> [Exercise]: Report back every line from the entries below in which the word "composited" occurs.
======== Record extracts ========
// Copyright @yucwang 2026

use std::fs;
use std::sync::Arc;

use ndarray::{Array3, Array4, Array5};

use phirender::core::error::RenderError;
use phirender::core::field::{DensityVolume, GridSize, VolumeField};
use phirender::core::grid_transform::GridTransform;
use phirender::core::settings::RendererSettings;
use phirender::io::image_writer::{write_images_batch_views, ImageFormat, ImageWriteOptions};
use phirender::io::settings_loader::load_settings;
use phirender::kernels::{BlendMode, MipMode};
use phirender::math::constants::{Float, Matrix4f};
use phirender::math::frustum::Frustum;
use phirender::renderers::hull::HullParams;
use phirender::renderers::{RenderOptions, Renderer};
use phirender::sensors::camera::Camera;

fn renderer(blend_mode: BlendMode) -> Renderer {
    Renderer::cpu(RendererSettings { mip_mode: MipMode::None, blend_mode, ..Default::default() }).unwrap()
}

fn in_square(index: usize) -> bool {
    (2..6).contains(&index)
}

fn boxed_density(size: usize) -> DensityVolume {
    let data = Array5::from_shape_fn((1, size, size, size, 1), |(_, k, j, i, _)| {
        if in_square(j) && in_square(i) {
            0.1 * (k + 1) as Float
        } else {
            0.0
        }
    });
    DensityVolume::new(data, GridTransform::unit_cube(GridSize::cube(size))).unwrap()
}

#[test]
fn density_only_image_is_integrated_optical_depth() {
    let volume = boxed_density(8);
    let cameras = vec![Arc::new(Camera::identity(GridSize::cube(8)))];
    let renderer = renderer(BlendMode::BeerLambert);

    let images = renderer.render_density(&[volume.clone()], &[], &cameras, &RenderOptions::default()).unwrap();
    assert_eq!(images.len(), 1);
    assert_eq!(images[0].shape(), &[1, 8, 8, 1]);
    for j in 0..8 {
        for i in 0..8 {
            let expected: Float = (0..8).map(|k| volume.data[[0, k, j, i, 0]] * 0.25).sum();
            assert!((images[0][[0, j, i, 0]] - expected).abs() < 1e-4, "pixel ({}, {})", j, i);
        }
    }

    let options = RenderOptions { background: Some(vec![Array3::from_elem((8, 8, 1), 0.7)]), ..Default::default() };
    let composited = renderer.render_density(&[volume], &[], &cameras, &options).unwrap();
    assert!((composited[0][[0, 0, 0, 0]] - 0.7).abs() < 1e-5);
    let d = images[0][[0, 3, 3, 0]];
    assert!((composited[0][[0, 3, 3, 0]] - (d + 0.7 * (-d).exp())).abs() < 1e-4);
}

fn hull_cameras(size: GridSize) -> Vec<Arc<Camera>> {
    let quarter_turn = Matrix4f::new(
        0.0, 0.0, 1.0, 0.0,
        0.0, 1.0, 0.0, 0.0,
        -1.0, 0.0, 0.0, 0.0,
        0.0, 0.0, 0.0, 1.0,
    );
    vec![
        Arc::new(Camera::identity(size)),
        Arc::new(Camera::orthographic(quarter_turn, Frustum::unit_cube(), size)),
    ]
}

#[test]
fn visual_hull_of_full_masks_fills_the_grid() {
    let size = GridSize::cube(8);
    let transform = GridTransform::unit_cube(size);
    let targets = Array4::<Float>::ones((2, 8, 8, 1));
    let (hull, masks) = renderer(BlendMode::BeerLambert)
        .visual_hull(&transform, &targets, &hull_cameras(size), &HullParams::default())
        .unwrap();
    assert!(hull.iter().all(|&v| v == 1.0));
    assert!(masks.iter().all(|&v| (v - 1.0).abs() < 1e-3));
}

#[test]
fn visual_hull_of_two_views_is_reprojectable() {
    let size = GridSize::cube(8);
    let transform = GridTransform::unit_cube(size);
    let cameras = hull_cameras(size);
    let targets = Array4::from_shape_fn((2, 8, 8, 1), |(_, j, i, _)| if in_square(j) && in_square(i) { 1.0 } else { 0.0 });
    let renderer = renderer(BlendMode::BeerLambert);

    let (hull, masks) = renderer.visual_hull(&transform, &targets, &cameras, &HullParams::default()).unwrap();
    for ((_, k, j, i, _), &v) in hull.indexed_iter() {
        let expected = if in_square(k) && in_square(j) && in_square(i) { 1.0 } else { 0.0 };
        assert_eq!(v, expected, "voxel ({}, {}, {})", k, j, i);
    }
    for (m, t) in masks.iter().zip(targets.iter()) {
        assert!((m - t).abs() < 1e-3);
    }

    let (again, _) = renderer.visual_hull(&transform, &masks, &cameras, &HullParams::default()).unwrap();
    assert_eq!(again, hull);
}

#[test]
fn mixed_cameras_keep_input_order() {
    let volume = boxed_density(8);
    let grid = volume.transform.clone();
    let cameras = vec![
        Arc::new(Camera::identity(GridSize::cube(4)).with_static(&grid)),
        Arc::new(Camera::identity(GridSize::cube(8))),
        Arc::new(Camera::identity(GridSize::new(8, 6, 4))),
        Arc::new(Camera::identity(GridSize::cube(8)).with_static(&grid)),
    ];
    let renderer = renderer(BlendMode::BeerLambert);

    let together = renderer.render_density(&[volume.clone()], &[], &cameras, &RenderOptions::default()).unwrap();
    let split = renderer
        .render_density(&[volume.clone()], &[], &cameras, &RenderOptions { split_cameras: true, ..Default::default() })
        .unwrap();
    let shapes: Vec<&[usize]> = together.iter().map(|image| image.shape()).collect();
    assert_eq!(shapes, vec![&[1, 4, 4, 1][..], &[1, 8, 8, 1][..], &[1, 6, 4, 1][..], &[1, 8, 8, 1][..]]);

    for (index, camera) in cameras.iter().enumerate() {
        let single = renderer
            .render_density(&[volume.clone()], &[], std::slice::from_ref(camera), &RenderOptions::default())
            .unwrap();
        for ((a, b), c) in together[index].iter().zip(single[0].iter()).zip(split[index].iter()) {
            assert!((a - b).abs() < 1e-5 && (a - c).abs() < 1e-5, "camera {}", index);
        }
    }
}

#[test]
fn inverse_raymarch_needs_additive_blending() {
    let size = GridSize::cube(4);
    let transforms = vec![GridTransform::unit_cube(size)];
    let cameras = vec![Arc::new(Camera::identity(size))];
    let images = VolumeField::ones((1, 1, 4, 4, 1));

    let result = renderer(BlendMode::BeerLambert).raymarch_camera_inverse(&images, &transforms, &cameras);
    assert!(matches!(result, Err(RenderError::Unsupported(_))));

    let grid = renderer(BlendMode::Additive).raymarch_camera_inverse(&images, &transforms, &cameras).unwrap();
    assert_eq!(grid.shape(), &[1, 4, 4, 4, 1]);
    assert!(grid.iter().all(|&v| v >= 0.0));
}

#[test]
fn image_writer_skips_failing_images() {
    let dir = std::env::temp_dir().join(format!("phirender_scenarios_{}", std::process::id()));
    let _ = fs::remove_dir_all(&dir);
    fs::create_dir_all(dir.join("v0_b0.png")).unwrap();

    let options = ImageWriteOptions { format: ImageFormat::Png, ..Default::default() };
    let batches = vec![Array4::<Float>::from_elem((2, 4, 4, 1), 0.25)];
    let report = write_images_batch_views(&batches, &dir, "v{view}_b{batch}", &options).unwrap();
    assert_eq!(report.written, vec![dir.join("v0_b1.png")]);
    assert_eq!(report.failed.len(), 1);
    assert_eq!(report.failed[0].0, dir.join("v0_b0.png"));

    let too_wide = vec![Array4::<Float>::zeros((1, 4, 4, 5))];
    assert!(write_images_batch_views(&too_wide, &dir, "wide{view}", &options).is_err());
    let _ = fs::remove_dir_all(&dir);
}

#[test]
fn settings_file_configures_the_renderer() {
    let path = std::env::temp_dir().join(format!("phirender_settings_{}.xml", std::process::id()));
    fs::write(
        &path,
        r#"<renderer>
            <string name="blend_mode" value="additive"/>
            <string name="mip_mode" value="none"/>
            <boolean name="allow_fused" value="true"/>
        </renderer>"#,
    )
    .unwrap();
    let settings = load_settings(&path).unwrap();
    let _ = fs::remove_file(&path);

    assert_eq!(settings.blend_mode, BlendMode::Additive);
    let renderer = Renderer::cpu(settings).unwrap();
    assert!(renderer.can_render_fused());
}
========
> [Completed task]:
    let composited = renderer.render_density(&[volume], &[], &cameras, &options).unwrap();
    assert!((composited[0][[0, 0, 0, 0]] - 0.7).abs() < 1e-5);
    assert!((composited[0][[0, 3, 3, 0]] - (d + 0.7 * (-d).exp())).abs() < 1e-4);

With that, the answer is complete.